In the first study, two scenarios are presented: Mary, an adult blind woman who works full-time and travels independently using a white cane, asks the pedestrian for directions since construction is on her usual route. In the first scenario, representing patronizing help, the pedestrian grabbed Mary’s arm without consent and insisted on bringing her to her destination. In the second scenario, representing hostile treatment, the pedestrian told Mary to go home and insinuated it is unsafe for her to be walking around unassisted.
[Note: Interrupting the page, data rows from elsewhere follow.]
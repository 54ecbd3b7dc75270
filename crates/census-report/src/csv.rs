use chrono::SecondsFormat;

use census_core::aggregate::AggregationResult;
use census_core::types::{Ecosystem, PackageIdentity, PackageVersion};

use crate::text::coordinate;

const PACKAGE_HEADER: &str = "package,version,package_version,last_downloaded,download_count";
const MAVEN_HEADER: &str = "groupId,artifactId,version,package_version,last_downloaded,download_count";

/// Header row followed by one row per package version.
pub fn format_csv(result: &AggregationResult) -> String {
    let mut out = String::new();
    out.push_str(header(result.ecosystem));
    out.push('\n');
    for pv in result.iter() {
        let row = row(pv);
        let fields: Vec<String> = row.iter().map(|f| escape_field(f)).collect();
        out.push_str(&fields.join(","));
        out.push('\n');
    }
    out
}

pub fn header(ecosystem: Ecosystem) -> &'static str {
    match ecosystem {
        Ecosystem::Maven => MAVEN_HEADER,
        Ecosystem::Python | Ecosystem::Npm => PACKAGE_HEADER,
    }
}

fn row(pv: &PackageVersion) -> Vec<String> {
    let mut fields = match &pv.identity {
        PackageIdentity::Maven {
            group_id,
            artifact_id,
        } => vec![group_id.clone(), artifact_id.clone()],
        PackageIdentity::Python { name } | PackageIdentity::Npm { name } => vec![name.clone()],
    };
    fields.push(pv.version.clone());
    fields.push(coordinate(pv));
    fields.push(
        pv.last_downloaded
            .map(|t| t.to_rfc3339_opts(SecondsFormat::Millis, true))
            .unwrap_or_default(),
    );
    fields.push(pv.download_count.to_string());
    fields
}

/// Quote a field if it contains a comma, quote or line break.
fn escape_field(field: &str) -> String {
    if field.contains([',', '"', '\n', '\r']) {
        format!("\"{}\"", field.replace('"', "\"\""))
    } else {
        field.to_string()
    }
}

#[cfg(test)]
mod tests {
    use super::*;
    use census_core::aggregate::Mode;
    use chrono::{TimeZone, Utc};

    #[test]
    fn test_python_rows() {
        let identity = PackageIdentity::python("flask");
        let when = Utc.with_ymd_and_hms(2025, 9, 1, 8, 30, 0).unwrap();
        let mut result = AggregationResult::empty(Ecosystem::Python, Mode::All);
        let mut downloaded = PackageVersion::new(identity.clone(), "3.1.2");
        downloaded.last_downloaded = Some(when);
        downloaded.download_count = 7;
        result.packages.insert(
            identity.clone(),
            vec![PackageVersion::new(identity, "3.1.1"), downloaded],
        );

        let out = format_csv(&result);
        let lines: Vec<&str> = out.lines().collect();
        assert_eq!(lines[0], PACKAGE_HEADER);
        assert_eq!(lines[1], "flask,3.1.1,flask==3.1.1,,0", "missing timestamp stays empty");
        assert_eq!(lines[2], "flask,3.1.2,flask==3.1.2,2025-09-01T08:30:00.000Z,7");
    }

    #[test]
    fn test_maven_rows() {
        let identity = PackageIdentity::maven("junit", "junit");
        let mut result = AggregationResult::empty(Ecosystem::Maven, Mode::Latest);
        result
            .packages
            .insert(identity.clone(), vec![PackageVersion::new(identity, "4.13.2")]);
        assert_eq!(
            format_csv(&result),
            format!("{MAVEN_HEADER}\njunit,junit,4.13.2,junit:junit:4.13.2,,0\n")
        );
    }

    #[test]
    fn test_escape_field() {
        assert_eq!(escape_field("plain"), "plain");
        assert_eq!(escape_field("a,b"), "\"a,b\"");
        assert_eq!(escape_field("say \"hi\""), "\"say \"\"hi\"\"\"");
    }
}
use chrono::{DateTime, Duration, Utc};

use crate::aggregate::AggregationResult;

/// Restrict `result` to versions downloaded within the last `since_days`
/// days, measured back from `now`.
///
/// `None` returns the input unchanged. Versions never downloaded are dropped,
/// and so are packages with nothing left.
pub fn filter_since(
    result: &AggregationResult,
    since_days: Option<u32>,
    now: DateTime<Utc>,
) -> AggregationResult {
    let Some(days) = since_days else {
        return result.clone();
    };
    let cutoff = now - Duration::days(i64::from(days));
    result.retain_versions(|v| matches!(v.last_downloaded, Some(at) if at >= cutoff && at <= now))
}
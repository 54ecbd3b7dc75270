mod client;
mod settings;

use std::path::{Path, PathBuf};
use std::process;

use anyhow::{Context, Result};
use chrono::Utc;
use clap::{Parser, Subcommand};
use tracing::{info, warn};
use tracing_subscriber::EnvFilter;

use census_core::config::{Config, CONFIG_FILE};
use census_core::parser::ArtifactParser;
use census_core::pipeline::{CensusPipeline, PipelineOptions};
use census_core::query::AqlResponse;
use census_core::types::{ArtifactRecord, Ecosystem, OutputFormat};

use census_maven::MavenParser;
use census_npm::NpmParser;
use census_python::PythonParser;
use census_report::summary::{self, Written};

use crate::client::ArtifactoryClient;
use crate::settings::{RunArgs, Settings, Source, PASSWORD_ENV};

#[derive(Parser)]
#[command(name = "census")]
#[command(about = "Inventory the packages cached in an Artifactory proxy repository")]
#[command(version)]
struct Cli {
    #[command(subcommand)]
    command: Commands,
}

#[derive(Subcommand)]
enum Commands {
    /// Wheels, sdists and eggs cached by a PyPI remote
    Python(RunArgs),
    /// Jars, poms and other artifacts cached by a Maven remote
    Maven(RunArgs),
    /// Tarballs and metadata cached by an npm remote
    Npm(RunArgs),
    /// Create a default .census.toml configuration file
    Init {
        /// Overwrite existing config
        #[arg(long)]
        force: bool,
    },
}

fn main() {
    let cli = Cli::parse();

    let result = match cli.command {
        Commands::Python(args) => cmd_census(Ecosystem::Python, &args),
        Commands::Maven(args) => cmd_census(Ecosystem::Maven, &args),
        Commands::Npm(args) => cmd_census(Ecosystem::Npm, &args),
        Commands::Init { force } => cmd_init(force),
    };

    if let Err(e) = result {
        eprintln!("Error: {e:#}");
        process::exit(2);
    }
}

fn init_logging(debug: bool) {
    let default = if debug {
        "info,census=debug,census_core=debug,census_python=debug,census_maven=debug,census_npm=debug"
    } else {
        "info"
    };
    tracing_subscriber::fmt()
        .with_env_filter(
            EnvFilter::try_from_default_env().unwrap_or_else(|_| EnvFilter::new(default)),
        )
        .with_writer(std::io::stderr)
        .with_target(false)
        .init();
}

fn cmd_census(ecosystem: Ecosystem, args: &RunArgs) -> Result<()> {
    init_logging(args.debug);

    let config = load_config(args.config.as_deref())?;
    let settings = Settings::resolve(ecosystem, args, &config, std::env::var(PASSWORD_ENV).ok())?;
    let parser = parser_for(ecosystem);

    let (repo, records) = collect_records(&settings, parser.as_ref())?;

    let pipeline = CensusPipeline::new(
        parser,
        PipelineOptions {
            mode: settings.mode,
            package: settings.package.clone(),
        },
    );
    let inventory = pipeline.inventory(&records, settings.since_days, Utc::now());

    if inventory.full.is_empty() {
        match &settings.package {
            Some(package) => warn!("no cached {ecosystem} package matches '{package}' in '{repo}'"),
            None => warn!("no cached {ecosystem} packages found in '{repo}'"),
        }
    }
    if let Some(days) = settings.since_days {
        info!(
            "{} of {} versions downloaded in the last {days} days",
            inventory.windowed.len(),
            inventory.full.len()
        );
    }

    let mut written = Vec::new();

    let text = census_report::render(&inventory.windowed, settings.format)?;
    match (&settings.output, &settings.csv_output) {
        (Some(path), _) => {
            write_output(path, &text)?;
            written.push(Written {
                channel: "text",
                destination: path.display().to_string(),
                entries: inventory.windowed.len(),
            });
        }
        // The CSV file is the only output when it has no text file beside it.
        (None, Some(_)) => {}
        (None, None) => {
            print!("{text}");
            written.push(Written {
                channel: "text",
                destination: "stdout".to_string(),
                entries: inventory.windowed.len(),
            });
        }
    }

    if let Some(path) = &settings.csv_output {
        let csv = census_report::render(&inventory.full, OutputFormat::Csv)?;
        write_output(path, &csv)?;
        written.push(Written {
            channel: "csv",
            destination: path.display().to_string(),
            entries: inventory.full.len(),
        });
    }

    eprint!("{}", summary::format_summary(&repo, &inventory.full, &written));
    Ok(())
}

fn cmd_init(force: bool) -> Result<()> {
    let target = PathBuf::from(CONFIG_FILE);
    if target.exists() && !force {
        anyhow::bail!("{CONFIG_FILE} already exists. Use --force to overwrite.");
    }
    std::fs::write(&target, Config::default_toml())
        .with_context(|| format!("failed to write {CONFIG_FILE}"))?;
    println!("Created {CONFIG_FILE} with default configuration.");
    Ok(())
}

fn load_config(config_path: Option<&Path>) -> Result<Config> {
    match config_path {
        Some(p) => Config::load(p),
        None => {
            let cwd = std::env::current_dir().context("failed to read working directory")?;
            Ok(Config::load_or_default(&cwd))
        }
    }
}

fn parser_for(ecosystem: Ecosystem) -> Box<dyn ArtifactParser> {
    match ecosystem {
        Ecosystem::Python => Box::new(PythonParser::new()),
        Ecosystem::Maven => Box::new(MavenParser::new()),
        Ecosystem::Npm => Box::new(NpmParser::new()),
    }
}

/// Repository label and its candidate files, from the server or a saved response.
fn collect_records(
    settings: &Settings,
    parser: &dyn ArtifactParser,
) -> Result<(String, Vec<ArtifactRecord>)> {
    match &settings.source {
        Source::Saved(path) => {
            let content = std::fs::read_to_string(path)
                .with_context(|| format!("failed to read {}", path.display()))?;
            let response: AqlResponse = serde_json::from_str(&content)
                .with_context(|| format!("{} is not an AQL search response", path.display()))?;
            let records = response.into_records();
            info!("loaded {} files from {}", records.len(), path.display());
            Ok((path.display().to_string(), records))
        }
        Source::Remote {
            locator,
            credentials,
            timeout,
        } => {
            let client = ArtifactoryClient::new(locator.clone(), credentials.clone(), *timeout)?;
            let repo = client.resolve_repo_name();
            if settings.debug {
                client.sample(&repo)?;
            }
            let records = client.fetch_records(&repo, parser)?;
            Ok((repo, records))
        }
    }
}

fn write_output(path: &Path, content: &str) -> Result<()> {
    std::fs::write(path, content).with_context(|| format!("failed to write {}", path.display()))
}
Dr. Wang found significant differences in the perceived appropriateness of these two scenarios between blind and sighted participants of the study. Sighted people see the patronizing scenario as relatively appropriate and the hostile scenario as highly inappropriate, while blind participants in the study viewed both scenarios as highly inappropriate. This difference in perceived appropriateness has significant downstream consequences on how blind people are perceived by the public when they respond to patronizing offers of help.

Dr. Wang added two different responses to the first study’s test of patronizing and hostile conditions to explore this dynamic further. Mary, the blind woman, could either passively acquiesce or assertively confront the pedestrian with a statement such as “I can handle myself just fine and was only trying to get some simple directions.” In addition to reporting how appropriate they perceived the pedestrian’s action to be, study participants also had to say how warm they perceived Mary to be as a person. Dr. Wang found that Mary was penalized much more—meaning she was rated as being less warm—when she confronted patronizing help than hostile behavior, likely because the sighted study participants viewed patronizing help as much more appropriate than hostile behavior, highlighting the risk of backlash against people with disabilities who confront patronizing help.
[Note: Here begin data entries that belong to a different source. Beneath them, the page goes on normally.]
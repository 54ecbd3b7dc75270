use census_core::aggregate::AggregationResult;
use census_core::types::{OutputFormat, PackageIdentity, PackageVersion};

/// One entry per package version, newline terminated.
///
/// `format` must be one of the line formats (simple, maven, gradle, npm).
/// Only Maven identities get a `<dependency>` block; any other identity
/// keeps its plain coordinate.
pub fn format_lines(result: &AggregationResult, format: OutputFormat) -> String {
    let mut out = String::new();
    for pv in result.iter() {
        let line = match (format, &pv.identity) {
            (
                OutputFormat::Maven,
                PackageIdentity::Maven {
                    group_id,
                    artifact_id,
                },
            ) => maven_dependency(group_id, artifact_id, &pv.version),
            (OutputFormat::Gradle, _) => format!("implementation '{}'", coordinate(pv)),
            (OutputFormat::Npm, _) => format!("npm install {}", coordinate(pv)),
            _ => coordinate(pv),
        };
        out.push_str(&line);
        out.push('\n');
    }
    out
}

/// The ecosystem's own spelling of a pinned version:
/// `name==1.0`, `group:artifact:1.0` or `name@1.0`.
pub fn coordinate(pv: &PackageVersion) -> String {
    match &pv.identity {
        PackageIdentity::Python { name } => format!("{name}=={}", pv.version),
        PackageIdentity::Maven {
            group_id,
            artifact_id,
        } => format!("{group_id}:{artifact_id}:{}", pv.version),
        PackageIdentity::Npm { name } => format!("{name}@{}", pv.version),
    }
}

fn maven_dependency(group_id: &str, artifact_id: &str, version: &str) -> String {
    format!(
        "<dependency>\n  <groupId>{}</groupId>\n  <artifactId>{}</artifactId>\n  <version>{}</version>\n</dependency>",
        escape_xml(group_id),
        escape_xml(artifact_id),
        escape_xml(version)
    )
}

fn escape_xml(value: &str) -> String {
    let mut out = String::with_capacity(value.len());
    for c in value.chars() {
        match c {
            '&' => out.push_str("&amp;"),
            '<' => out.push_str("&lt;"),
            '>' => out.push_str("&gt;"),
            '"' => out.push_str("&quot;"),
            '\'' => out.push_str("&apos;"),
            _ => out.push(c),
        }
    }
    out
}
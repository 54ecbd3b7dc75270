use crate::error::ParseFailure;
use crate::types::{ArtifactRecord, Ecosystem, PackageVersion};

/// Trait that each ecosystem's path grammar must implement.
pub trait ArtifactParser: Send + Sync {
    /// Ecosystem this parser understands.
    fn ecosystem(&self) -> Ecosystem;

    /// AQL `$match` patterns selecting candidate files (e.g., `&["*.whl"]`).
    fn name_patterns(&self) -> &[&str];

    /// Whether download statistics come from a separate query joined by path
    /// rather than from the item listing itself.
    fn uses_stats_query(&self) -> bool {
        false
    }

    /// Map one cached file to a package version, copying its statistics.
    fn parse(&self, record: &ArtifactRecord) -> Result<PackageVersion, ParseFailure>;
}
These initial studies raised questions for Dr. Wang on how gender would factor into the perceptions of people with disabilities who confront patronizing help. In a third study, she presented participants with a scenario in which a blind adult, now either Mary or Matt, asks for directions, is offered patronizing help, and responds assertively. The study focused only on assertive responses to patronizing help, having already dissected hostile behavior and non-confrontational responses in the previous study, to identify gender impacts. However, the study found no difference in the perceived warmth of the individuals in the scenario based on gender—a finding that supports the ‘primary stigmatized identity’ hypothesis, according to which one stigmatized identity becomes a person’s primary source of stigma.

In her last study, Dr. Wang explored if her previous findings, focused on blind people, can be generalized to people with other disabilities. In this study, all the scenarios presented to participants included a disabled individual waiting to cross a street confronted by a pedestrian offering patronizing help by grabbing the disabled person and trying to steer them across the street. The disabled person responds assertively, telling the pedestrian they do not need help. However, the scenarios varied by gender and disability type, representing the individual as either Mary or Matt and as either being blind or using a wheelchair. Dr. Wang found that study participants ranked blind people as significantly less warm across genders than wheelchair users who responded in the same way to patronizing help. The cause of this difference is unknown, but Dr. Wang hypothesized that this might be because blind people are perceived as more dependent and in need of help.

Through these four studies, Dr. Wang highlights the negative consequences that disabled people may face for confronting patronizing help, which they themselves find to be highly inappropriate. In addition, the findings uncover some key differences in treatment by disability type while finding that gender may not cause as significant of a difference in treatment. Dr. Wang is committed to continuing to broaden this intersectional literature on ableism and is especially interested in studying how Black and Latinx people with disabilities experience intertwining racism and ableism and exploring disability in the LGBTQ community.